# Concepts¶

## Model¶

Using the Flowty Optimisation Solver you can solve models like

\begin{aligned} \min{ } & \sum_{k \in K} c_k x_k + \sum_{(V,E) \in G} \Big ( \sum_{v \in V} c_v x_v + \sum_{e \in E} c_e x_e \Big ) + \sum_{i \in N} c_i y_i \\ \text{s.t. } & \sum_{k \in K} \alpha_{jk} x_k + \sum_{(V,E) \in G} \Big (\sum_{v \in V} \alpha_{jv} x_v + \sum_{e \in E} \alpha_{je} x_e \Big ) + \sum_{i \in N} \alpha_{ji} y_i = b_j & & j \in M \\ & x_v, x_e \geq 0 && (V,E) \in G, v \in V, e \in E\\ & 0 \leq L^k \leq x_k \leq U^k && k \in K \\ & y_i \in [\mathbb{R}, \mathbb{Z}, \mathbb{B}] && i \in N \end{aligned}

where $$N$$ is the set of general (master) variables, $$M$$ is the set of constraints, $$(g, s, t) \in K$$ is the set of subproblems with graph $$(V,E)=g \in G$$, vertices $$V$$, edges $$E$$, resource constraints $$R_g$$, and $$s,t \in V$$ is the source and target for the feasible paths for the subproblem. Paths usage may be fractional, integral or binary.
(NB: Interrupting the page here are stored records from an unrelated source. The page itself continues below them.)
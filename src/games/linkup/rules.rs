//! `RulesEngine` adapter: the grid is the state, a pair of positions is the
//! action.

use serde::{Deserialize, Serialize};

use super::grid::{Pos, TileGrid};
use super::solver::{has_any_removable_pair, removable_pairs};
use crate::core::RuleResult;
use crate::rules::RulesEngine;

/// Remove the tiles at `a` and `b`.
#[derive(Clone, Copy, Debug, PartialEq, Eq, Hash, Serialize, Deserialize)]
pub struct RemovePair {
    pub a: Pos,
    pub b: Pos,
}

/// How a Linkup board ended.
#[derive(Clone, Copy, Debug, PartialEq, Eq, Hash, Serialize, Deserialize)]
pub enum LinkupOutcome {
    /// Every tile removed.
    Cleared,
    /// Tiles remain but no pair links; the board needs a reshuffle.
    Stuck,
}

#[derive(Clone, Copy, Debug, Default)]
pub struct Linkup;

impl RulesEngine for Linkup {
    type State = TileGrid;
    type Action = RemovePair;
    type Outcome = LinkupOutcome;

    fn legal_actions(&self, state: &TileGrid) -> Vec<RemovePair> {
        removable_pairs(state)
            .map(|(a, b)| RemovePair { a, b })
            .collect()
    }

    fn apply_action(&self, state: &TileGrid, action: &RemovePair) -> RuleResult<TileGrid> {
        state.remove_pair(action.a, action.b)
    }

    fn outcome(&self, state: &TileGrid) -> Option<LinkupOutcome> {
        if state.is_cleared() {
            Some(LinkupOutcome::Cleared)
        } else if !has_any_removable_pair(state) {
            Some(LinkupOutcome::Stuck)
        } else {
            None
        }
    }
}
Solve regular mixed integer programming models

Use only $$y$$ variables and do not add subproblems.

Solve a resource constrained shortest path problem

Add exactly one subproblem and no $$y$$ variables or constraints. Set lower and upper bounds to 1 and let the domain be binary.

## Graphs¶

Graphs describe the connectivity of vertices using edges. All graphs are directed and are weighted with costs on edges and vertices. One can specify on a graph if paths must be simple or allowed to contain cycles.

Identical source and target is not supported.

Split node in two.

## Resources¶

Each path is constrained in the network. This is handled in the dynamic programming algorithm by accumulating resources that are used for verifying bounds while traversing the graph.

In the dynamic programming algorithm labels represent states and a resource is an element in the state. The cost component of a label can be considered as an unbounded resource and hence results in a state element.

First Resource

The first resources defines the order in which the labels are handled. There must not exist a cycle in the graph with zero consumption for that resource.

### Resource Update Functions (RUF)¶

Resource update function $$f_r$$ defines how resource $$r \in R$$ is updated from state $$S_i$$ when traversing edge $$(i,j) \in E$$. Apply all RUFs to obtain new state $$S_j = \{ f_r(S_i) : r \in R \}$$.

Example RUFs for an isolated resource $$r \in R$$ with state $$s_i^r$$ are

• time windows where travel time $$q_{ij}^r$$ is added and then waiting for a window to open $$s_j^r = \max \{ l_v^r, s_i^r + q_{ij}^r \}$$.
• capacity where demand $$q_{ij}^r$$ is added $$s_j^r = s_i^r + q_{ij}^r$$
• mutually exclusive resource where the $$s_i^r$$ is a bitset with with ones for visited sets and $$q_{ij}^r$$ indicates new set to visits, i.e., $$s_j^r = s_i^r ~|~ q_{ij}^r$$

Several commonly used RUFs are provided with Flowty.

### Feasibility¶

State $$S$$ is feasible if it satisfies all rules. Example rules are for an isolated resource $$r \in R$$ with state $$s^r$$ are

• time windows where $$s^r$$ must be within a window $$[l_v^r, u_v^r]$$ at vertex $$v \in V$$, i.e., $$l_v^r \leq s^r \leq u_v^r$$.
• capacity where $$s^r$$ must be less than or equal than a global bound at vertex $$v \in V$$, i.e., $$s^r \leq u_v^r$$.
• mutually exclusive resource where $$s^r$$ must be bitwise less than or equal to the bit vector representing the set of the current vertex i.e., $$(s^r \oplus u_v^r) ~\& ~s^r \leq 0$$.

Several commonly used rules are provided with Flowty.

## Subproblems¶

Subproblems are defined by a graph, source and target vertices, and a lower bound and upper bound on accumulated path usage. Moreover, the update and feasibility rules for resources in a graph are defined per subproblem. This allows the data on graph to be shared among many subproblems but used differently.

Moreover, a subproblem specifies the domain of the generated path variables, e.g., continuous, binary or integer.